Algunas noches, cuando el castillo quedaba en silencio y sólo se oían el grave ulular de las lechuzas y los ronquidos estridentes de los que dormían a su lado, intentaba imaginar cómo hubiera sido su vida si no hubieran muerto sus padres. De don Raimundo, su padre, sólo sabía lo que le había contado el conde, y con cuánta ilusión zarpó de Barcelona para conquistar Tierra Santa; de su madre le habían dicho que era una mujer bella y recatada, y que aceptó la marcha de su esposo porque ésa había sido la voluntad de don Raimundo, pese a que la había dejado apenas un año después de casados y embarazada de cinco meses. Intentaba entender por qué lo había hecho, por qué se había alejado de su joven esposa y la había abandonado en esas circunstancias. En una ocasión se atrevió a preguntárselo al conde, pero éste le contestó con una evasiva. Jaime intuyó que en aquella decisión de su padre había algo que no le habían explicado y que necesitaba saber, pero se resignó de momento porque nadie parecía dispuesto a confesarle la verdad.

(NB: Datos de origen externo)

//! A canvas-making session: current weather state, latest image, and the
//! fetch/generate/export steps that move it along.

use crate::compositor::{self, Export, FontSet};
use crate::error::{CanvasError, Result};
use crate::fetcher::WeatherFetcher;
use crate::image::{GeneratedImage, ImageProvider};
use crate::requester::ImageRequester;
use crate::text::TextProvider;
use crate::weather::{
    mock_trends, GeneratedCanvas, ImageStyle, TemperatureUnit, TrendingItem, WeatherCondition,
    WeatherState, WeatherUpdate, PLACEHOLDER_LOCATION,
};
use std::path::Path;

/// Ties the fetcher, the requester and the compositor to one weather state.
pub struct CanvasSession<T, I> {
    fetcher: WeatherFetcher<T>,
    requester: ImageRequester<I>,
    state: WeatherState,
    image: Option<GeneratedImage>,
    last_canvas: Option<GeneratedCanvas>,
}

impl<T: TextProvider, I: ImageProvider> CanvasSession<T, I> {
    /// Starts a session from the default state.
    pub fn new(text: T, image: I) -> Self {
        Self::with_state(text, image, WeatherState::default())
    }

    /// Starts a session from a given state.
    pub fn with_state(text: T, image: I, state: WeatherState) -> Self {
        Self {
            fetcher: WeatherFetcher::new(text),
            requester: ImageRequester::new(image),
            state,
            image: None,
            last_canvas: None,
        }
    }

    /// Current state.
    pub fn state(&self) -> &WeatherState {
        &self.state
    }

    /// Latest generated image.
    pub fn image(&self) -> Option<&GeneratedImage> {
        self.image.as_ref()
    }

    /// Record of the latest successful generation.
    pub fn last_canvas(&self) -> Option<&GeneratedCanvas> {
        self.last_canvas.as_ref()
    }

    fn replace_state(&mut self, f: impl FnOnce(WeatherState) -> WeatherState) -> &WeatherState {
        let state = std::mem::take(&mut self.state);
        self.state = f(state);
        &self.state
    }

    /// Sets the city without fetching anything.
    pub fn set_city(&mut self, city: impl Into<String>) -> &WeatherState {
        let city = city.into();
        self.replace_state(|s| s.with_city(city))
    }

    /// Sets the style.
    pub fn set_style(&mut self, style: ImageStyle) -> &WeatherState {
        self.replace_state(|s| s.with_style(style))
    }

    /// Sets the condition.
    pub fn set_condition(&mut self, condition: WeatherCondition) -> &WeatherState {
        self.replace_state(|s| s.with_condition(condition))
    }

    /// Sets the temperature and unit.
    pub fn set_temperature(&mut self, temperature: i32, unit: TemperatureUnit) -> &WeatherState {
        self.replace_state(|s| s.with_temperature(temperature, unit))
    }

    /// Sets the date line.
    pub fn set_date(&mut self, date: impl Into<String>) -> &WeatherState {
        let date = date.into();
        self.replace_state(|s| s.with_date(date))
    }

    /// Merges live weather data.
    pub fn update(&mut self, update: WeatherUpdate) -> &WeatherState {
        self.replace_state(|s| s.with_update(update))
    }

    /// Live trends, or the built-in list when none came back.
    pub async fn trending(&self) -> Vec<TrendingItem> {
        let trends = self.fetcher.trending_cities().await;
        if trends.is_empty() {
            tracing::debug!("no live trends, using built-in list");
            mock_trends()
        } else {
            trends
        }
    }

    /// Selects a city and fills in its live weather when available.
    pub async fn select_city(&mut self, city: &str) -> &WeatherState {
        self.set_city(city);
        if let Some(update) = self.fetcher.city_weather(city).await {
            self.update(update);
        }
        &self.state
    }

    /// Selects the placeholder location. Coordinates are not resolved.
    pub async fn select_current_location(&mut self) -> &WeatherState {
        self.select_city(PLACEHOLDER_LOCATION).await
    }

    /// Generates the canvas for the current state.
    ///
    /// Refuses to run without a city. When the model returns nothing the
    /// previous image is kept and `Ok(None)` is returned.
    pub async fn generate(&mut self) -> Result<Option<&GeneratedImage>> {
        if !self.state.has_city() {
            return Err(CanvasError::InvalidRequest("no city selected".into()));
        }

        let Some(image) = self.requester.generate(&self.state).await else {
            return Ok(None);
        };

        let timestamp = compositor::timestamp_ms();
        self.last_canvas = Some(GeneratedCanvas {
            id: format!("canvas-{timestamp}"),
            image_url: image.to_data_url(),
            weather_state: self.state.clone(),
            timestamp,
        });
        self.image = Some(image);
        Ok(self.image.as_ref())
    }

    /// Writes the latest image, with overlay, into `out_dir`.
    pub fn export(&self, out_dir: &Path, fonts: Option<&FontSet>) -> Result<Export> {
        let image = self
            .image
            .as_ref()
            .ok_or_else(|| CanvasError::InvalidRequest("no image generated yet".into()))?;
        compositor::export(
            &image.data,
            &self.state,
            fonts,
            out_dir,
            compositor::timestamp_ms(),
        )
    }
}
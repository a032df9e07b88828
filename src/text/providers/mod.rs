//! Text generation providers.

mod gemini;

pub use gemini::{GeminiTextModel, GeminiTextProvider, GeminiTextProviderBuilder};
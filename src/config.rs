//! API configuration resolved from builders and the environment.

use crate::error::{CanvasError, Result};
use std::time::Duration;

/// Public Gemini REST endpoint.
pub const DEFAULT_API_BASE: &str = "https://generativelanguage.googleapis.com/v1beta";

/// Environment variables checked for the API key, in order.
pub const API_KEY_ENV_VARS: [&str; 3] = ["GOOGLE_API_KEY", "GEMINI_API_KEY", "API_KEY"];

/// Overrides the API base URL (proxies, tests).
pub const API_BASE_ENV_VAR: &str = "WEATHER_CANVAS_API_BASE";

/// Default request timeout. Image generation can take a while.
pub const DEFAULT_TIMEOUT: Duration = Duration::from_secs(120);

/// Connection settings shared by the Gemini providers.
#[derive(Clone)]
pub struct GeminiConfig {
    pub(crate) api_key: String,
    pub(crate) base_url: String,
    pub(crate) timeout: Duration,
}

impl std::fmt::Debug for GeminiConfig {
    fn fmt(&self, f: &mut std::fmt::Formatter<'_>) -> std::fmt::Result {
        f.debug_struct("GeminiConfig")
            .field("api_key", &"[REDACTED]")
            .field("base_url", &self.base_url)
            .field("timeout", &self.timeout)
            .finish()
    }
}

impl GeminiConfig {
    /// Resolves a config. Explicit values win over the environment.
    pub fn resolve(
        api_key: Option<String>,
        base_url: Option<String>,
        timeout: Option<Duration>,
    ) -> Result<Self> {
        let api_key = api_key
            .filter(|k| !k.trim().is_empty())
            .or_else(api_key_from_env)
            .ok_or_else(|| {
                CanvasError::Auth(format!(
                    "{} not set and no API key provided",
                    API_KEY_ENV_VARS.join("/")
                ))
            })?;

        let base_url = base_url
            .or_else(|| env_non_empty(API_BASE_ENV_VAR))
            .unwrap_or_else(|| DEFAULT_API_BASE.to_string());

        Ok(Self {
            api_key,
            base_url: base_url.trim_end_matches('/').to_string(),
            timeout: timeout.unwrap_or(DEFAULT_TIMEOUT),
        })
    }

    /// Base URL without trailing slash.
    pub fn base_url(&self) -> &str {
        &self.base_url
    }

    /// Request timeout.
    pub fn timeout(&self) -> Duration {
        self.timeout
    }

    /// `generateContent` endpoint for a model.
    pub(crate) fn generate_content_url(&self, model: &str) -> String {
        format!("{}/models/{}:generateContent", self.base_url, model)
    }

    /// Builds an HTTP client honoring the timeout.
    pub(crate) fn http_client(&self) -> Result<reqwest::Client> {
        Ok(reqwest::Client::builder().timeout(self.timeout).build()?)
    }
}

fn api_key_from_env() -> Option<String> {
    API_KEY_ENV_VARS.iter().find_map(|var| env_non_empty(var))
}

pub(crate) fn env_non_empty(var: &str) -> Option<String> {
    std::env::var(var).ok().filter(|v| !v.trim().is_empty())
}
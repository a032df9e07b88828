//! Gemini (Google) image generation provider.

use crate::config::{env_non_empty, GeminiConfig};
use crate::error::{CanvasError, Result};
use crate::gemini::{generate_content, GenerateContentRequest, ResponsePart};
use crate::image::provider::ImageProvider;
use crate::image::types::{GeneratedImage, GenerationMetadata, GenerationRequest, ImageFormat};
use async_trait::async_trait;
use base64::Engine;
use std::time::{Duration, Instant};

/// Overrides the image model identifier.
pub const IMAGE_MODEL_ENV_VAR: &str = "WEATHER_CANVAS_IMAGE_MODEL";

/// Gemini image model variants.
#[derive(Debug, Clone, Default, PartialEq, Eq)]
pub enum GeminiImageModel {
    /// Nano Banana - Gemini 2.5 Flash Image (fast, economical).
    #[default]
    NanoBanana,
    /// Nano Banana Pro - Gemini 3 Pro Image (highest quality).
    NanoBananaPro,
    /// Any other model identifier.
    Custom(String),
}

impl GeminiImageModel {
    /// Returns the API model identifier.
    pub fn as_str(&self) -> &str {
        match self {
            Self::NanoBanana => "gemini-2.5-flash-image",
            Self::NanoBananaPro => "gemini-3-pro-image-preview",
            Self::Custom(id) => id,
        }
    }
}

/// Builder for GeminiImageProvider.
#[derive(Debug, Clone, Default)]
pub struct GeminiImageProviderBuilder {
    api_key: Option<String>,
    base_url: Option<String>,
    model: Option<GeminiImageModel>,
    timeout: Option<Duration>,
}

impl GeminiImageProviderBuilder {
    /// Creates a new builder with default settings.
    pub fn new() -> Self {
        Self::default()
    }

    /// Sets the API key. Falls back to `GOOGLE_API_KEY`, `GEMINI_API_KEY`, then `API_KEY`.
    pub fn api_key(mut self, key: impl Into<String>) -> Self {
        self.api_key = Some(key.into());
        self
    }

    /// Sets the API base URL.
    pub fn base_url(mut self, url: impl Into<String>) -> Self {
        self.base_url = Some(url.into());
        self
    }

    /// Sets the model. Falls back to `WEATHER_CANVAS_IMAGE_MODEL`, then Nano Banana.
    pub fn model(mut self, model: GeminiImageModel) -> Self {
        self.model = Some(model);
        self
    }

    /// Sets the request timeout.
    pub fn timeout(mut self, timeout: Duration) -> Self {
        self.timeout = Some(timeout);
        self
    }

    /// Builds the provider, resolving the API key.
    pub fn build(self) -> Result<GeminiImageProvider> {
        let config = GeminiConfig::resolve(self.api_key, self.base_url, self.timeout)?;
        let model = self
            .model
            .or_else(|| env_non_empty(IMAGE_MODEL_ENV_VAR).map(GeminiImageModel::Custom))
            .unwrap_or_default();

        Ok(GeminiImageProvider {
            client: config.http_client()?,
            config,
            model,
        })
    }
}

/// Gemini image generation provider.
pub struct GeminiImageProvider {
    client: reqwest::Client,
    config: GeminiConfig,
    model: GeminiImageModel,
}

impl GeminiImageProvider {
    /// Creates a new `GeminiImageProviderBuilder`.
    pub fn builder() -> GeminiImageProviderBuilder {
        GeminiImageProviderBuilder::new()
    }

    async fn generate_impl(&self, request: &GenerationRequest) -> Result<GeneratedImage> {
        let start = Instant::now();

        let body =
            GenerateContentRequest::text(&request.prompt).with_modalities(&["TEXT", "IMAGE"]);
        let response =
            generate_content(&self.client, &self.config, self.model.as_str(), &body).await?;

        let (format, data) = first_inline_image(response.into_parts()?)?;

        let duration_ms = start.elapsed().as_millis() as u64;
        tracing::debug!(
            model = self.model.as_str(),
            duration_ms,
            bytes = data.len(),
            "image generation complete"
        );

        Ok(GeneratedImage::new(
            data,
            format,
            GenerationMetadata {
                model: Some(self.model.as_str().to_string()),
                duration_ms: Some(duration_ms),
            },
        ))
    }
}

/// Takes the first part carrying inline image data, in response order.
fn first_inline_image(parts: Vec<ResponsePart>) -> Result<(ImageFormat, Vec<u8>)> {
    let inline_data = parts
        .into_iter()
        .find_map(|p| p.inline_data)
        .ok_or_else(|| {
            CanvasError::UnexpectedResponse("No image data in Gemini response".into())
        })?;

    let data = base64::engine::general_purpose::STANDARD
        .decode(&inline_data.data)
        .map_err(|e| CanvasError::Decode(e.to_string()))?;

    Ok((ImageFormat::from_mime_type(&inline_data.mime_type), data))
}

#[async_trait]
impl ImageProvider for GeminiImageProvider {
    async fn generate(&self, request: &GenerationRequest) -> Result<GeneratedImage> {
        self.generate_impl(request).await
    }

    fn name(&self) -> &str {
        "Gemini (Google)"
    }
}

#[cfg(test)]
mod tests {
    use super::*;
    use crate::gemini::GenerateContentResponse;

    fn parts(json: &str) -> Vec<ResponsePart> {
        serde_json::from_str::<GenerateContentResponse>(json)
            .unwrap()
            .into_parts()
            .unwrap()
    }

    #[test]
    fn test_model_as_str() {
        assert_eq!(GeminiImageModel::NanoBanana.as_str(), "gemini-2.5-flash-image");
        assert_eq!(GeminiImageModel::default(), GeminiImageModel::NanoBanana);
        assert_eq!(GeminiImageModel::Custom("x".into()).as_str(), "x");
    }

    #[test]
    fn test_builder_with_explicit_key() {
        let provider = GeminiImageProviderBuilder::new()
            .api_key("test-key")
            .model(GeminiImageModel::NanoBanana)
            .build();
        assert!(provider.is_ok());
    }

    #[test]
    fn test_first_inline_image_skips_text_parts() {
        let parts = parts(
            r#"{"candidates": [{"content": {"parts": [
                {"text": "Here is your city"},
                {"inlineData": {"mimeType": "image/jpeg", "data": "/9j/4AAQ"}},
                {"inlineData": {"mimeType": "image/png", "data": "iVBORw0KGgo="}}
            ]}}]}"#,
        );
        let (format, data) = first_inline_image(parts).unwrap();
        assert_eq!(format, ImageFormat::Jpeg);
        assert_eq!(&data[..3], &[0xFF, 0xD8, 0xFF]);
    }

    #[test]
    fn test_no_inline_image_is_error() {
        let parts = parts(r#"{"candidates": [{"content": {"parts": [{"text": "sorry"}]}}]}"#);
        assert!(matches!(
            first_inline_image(parts),
            Err(CanvasError::UnexpectedResponse(_))
        ));
        assert!(first_inline_image(Vec::new()).is_err());
    }

    #[test]
    fn test_bad_base64_is_decode_error() {
        let parts = parts(
            r#"{"candidates": [{"content": {"parts": [
                {"inlineData": {"mimeType": "image/png", "data": "***"}}
            ]}}]}"#,
        );
        assert!(matches!(
            first_inline_image(parts),
            Err(CanvasError::Decode(_))
        ));
    }
}
// SPDX-FileCopyrightText: 2026 VetDesk Contributors
// SPDX-License-Identifier: MIT OR Apache-2.0

//! Core library for the VetDesk clinic client.
//!
//! This crate provides the error taxonomy, the domain records exchanged with
//! the clinic backend, and the seam traits ([`TokenStore`], [`Navigator`])
//! the runtime uses to reach its host environment.

pub mod error;
pub mod traits;
pub mod types;

// Re-export key items at crate root for ergonomic imports.
pub use error::VetdeskError;
pub use traits::{Navigator, TokenStore, ACCESS_TOKEN_KEY, REFRESH_TOKEN_KEY};
pub use types::{
    Appointment, AppointmentId, AppointmentStatus, AppointmentType, ChatMessage, EntityId,
    Notification, Priority, Shift, ShiftStatus,
};
/// Backend identifier of an appointment.
#[derive(Debug, Clone, Copy, PartialEq, Eq, Hash, PartialOrd, Ord, Serialize, Deserialize)]
#[serde(transparent)]
pub struct AppointmentId(pub i64);

impl fmt::Display for AppointmentId {
    fn fmt(&self, f: &mut fmt::Formatter<'_>) -> fmt::Result {
        write!(f, "{}", self.0)
    }
}

/// An identifier that arrives either as a JSON number or as a string.
///
/// Real-time payloads are loose about this; REST payloads mostly send numbers.
#[derive(Debug, Clone, PartialEq, Eq, Hash, Serialize)]
#[serde(untagged)]
pub enum EntityId {
    Numeric(i64),
    Text(String),
}

impl EntityId {
    /// Reads an id out of a JSON value. Numeric strings become [`EntityId::Numeric`].
    pub fn from_value(value: &serde_json::Value) -> Option<Self> {
        match value {
            serde_json::Value::Number(n) => n.as_i64().map(EntityId::Numeric),
            serde_json::Value::String(s) => {
                let trimmed = s.trim();
                if trimmed.is_empty() {
                    None
                } else if let Ok(n) = trimmed.parse::<i64>() {
                    Some(EntityId::Numeric(n))
                } else {
                    Some(EntityId::Text(trimmed.to_string()))
                }
            }
            _ => None,
        }
    }

    /// Returns the numeric form, if there is one.
    pub fn as_i64(&self) -> Option<i64> {
        match self {
            EntityId::Numeric(n) => Some(*n),
            EntityId::Text(_) => None,
        }
    }
}

impl<'de> Deserialize<'de> for EntityId {
    fn deserialize<D: Deserializer<'de>>(deserializer: D) -> Result<Self, D::Error> {
        let value = serde_json::Value::deserialize(deserializer)?;
        EntityId::from_value(&value)
            .ok_or_else(|| serde::de::Error::custom("expected a numeric or string identifier"))
    }
}

impl fmt::Display for EntityId {
    fn fmt(&self, f: &mut fmt::Formatter<'_>) -> fmt::Result {
        match self {
            EntityId::Numeric(n) => write!(f, "{n}"),
            EntityId::Text(s) => f.write_str(s),
        }
    }
}

/// Appointment lifecycle status.
///
/// Scheduled -> Confirmed -> Checked In -> Waiting -> In Progress -> Completed,
/// with Cancelled and No Show reachable from any non-terminal state.
#[derive(
    Debug,
    Clone,
    Copy,
    PartialEq,
    Eq,
    Hash,
    Display,
    EnumString,
    EnumIter,
    Serialize,
)]
pub enum AppointmentStatus {
    Scheduled,
    Confirmed,
    #[strum(serialize = "Checked In")]
    #[serde(rename = "Checked In")]
    CheckedIn,
    Waiting,
    #[strum(serialize = "In Progress")]
    #[serde(rename = "In Progress")]
    InProgress,
    Completed,
    Cancelled,
    #[strum(serialize = "No Show")]
    #[serde(rename = "No Show")]
    NoShow,
}

impl AppointmentStatus {
    /// Terminal statuses are archived and read-only.
    pub fn is_terminal(self) -> bool {
        matches!(
            self,
            AppointmentStatus::Completed | AppointmentStatus::Cancelled | AppointmentStatus::NoShow
        )
    }

    /// Parses backend and user spellings alike: `"Checked In"`, `"checked_in"`,
    /// `"checked-in"`, `"CHECKEDIN"`.
    pub fn parse_loose(input: &str) -> Option<Self> {
        let folded: String = input
            .chars()
            .filter(|c| c.is_ascii_alphanumeric())
            .map(|c| c.to_ascii_lowercase())
            .collect();
        let status = match folded.as_str() {
            "scheduled" | "booked" => AppointmentStatus::Scheduled,
            "confirmed" => AppointmentStatus::Confirmed,
            "checkedin" | "checkin" => AppointmentStatus::CheckedIn,
            "waiting" => AppointmentStatus::Waiting,
            "inprogress" => AppointmentStatus::InProgress,
            "completed" | "done" => AppointmentStatus::Completed,
            "cancelled" | "canceled" => AppointmentStatus::Cancelled,
            "noshow" => AppointmentStatus::NoShow,
            _ => return None,
        };
        Some(status)
    }
}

Algo en su interior le decía que su padre había dejado una obra inacabada y que su obligación era terminarla; le obsesionaba no saber qué había ocurrido, no conocer casi nada de su pasado ni del de su familia. Cada vez que intentaba que le hablaran de sus antepasados, todo el mundo le respondía con vaguedades. El se sabía hijo de un caballero, un joven de linaje noble, pero ignoraba sus orígenes, dónde estaban sus verdaderas raíces, ni siquiera conocía si tenía otros parientes. Indagó sobre su apellido, Castelnou, y buscó información sobre sus antepasados, pero sólo encontró silencio. La respuesta a sus preguntas era siempre la misma: su padre, don Raimundo de Castelnou, era un caballero vasallo del conde de Ampurias, último heredero de una familia de la pequeña nobleza de las montañas del Pirineo, mientras que su madre procedía de un linaje señorial que había desaparecido con ella, la última heredera de una casa nobiliaria de una rama secundaria del tronco principal de los condes.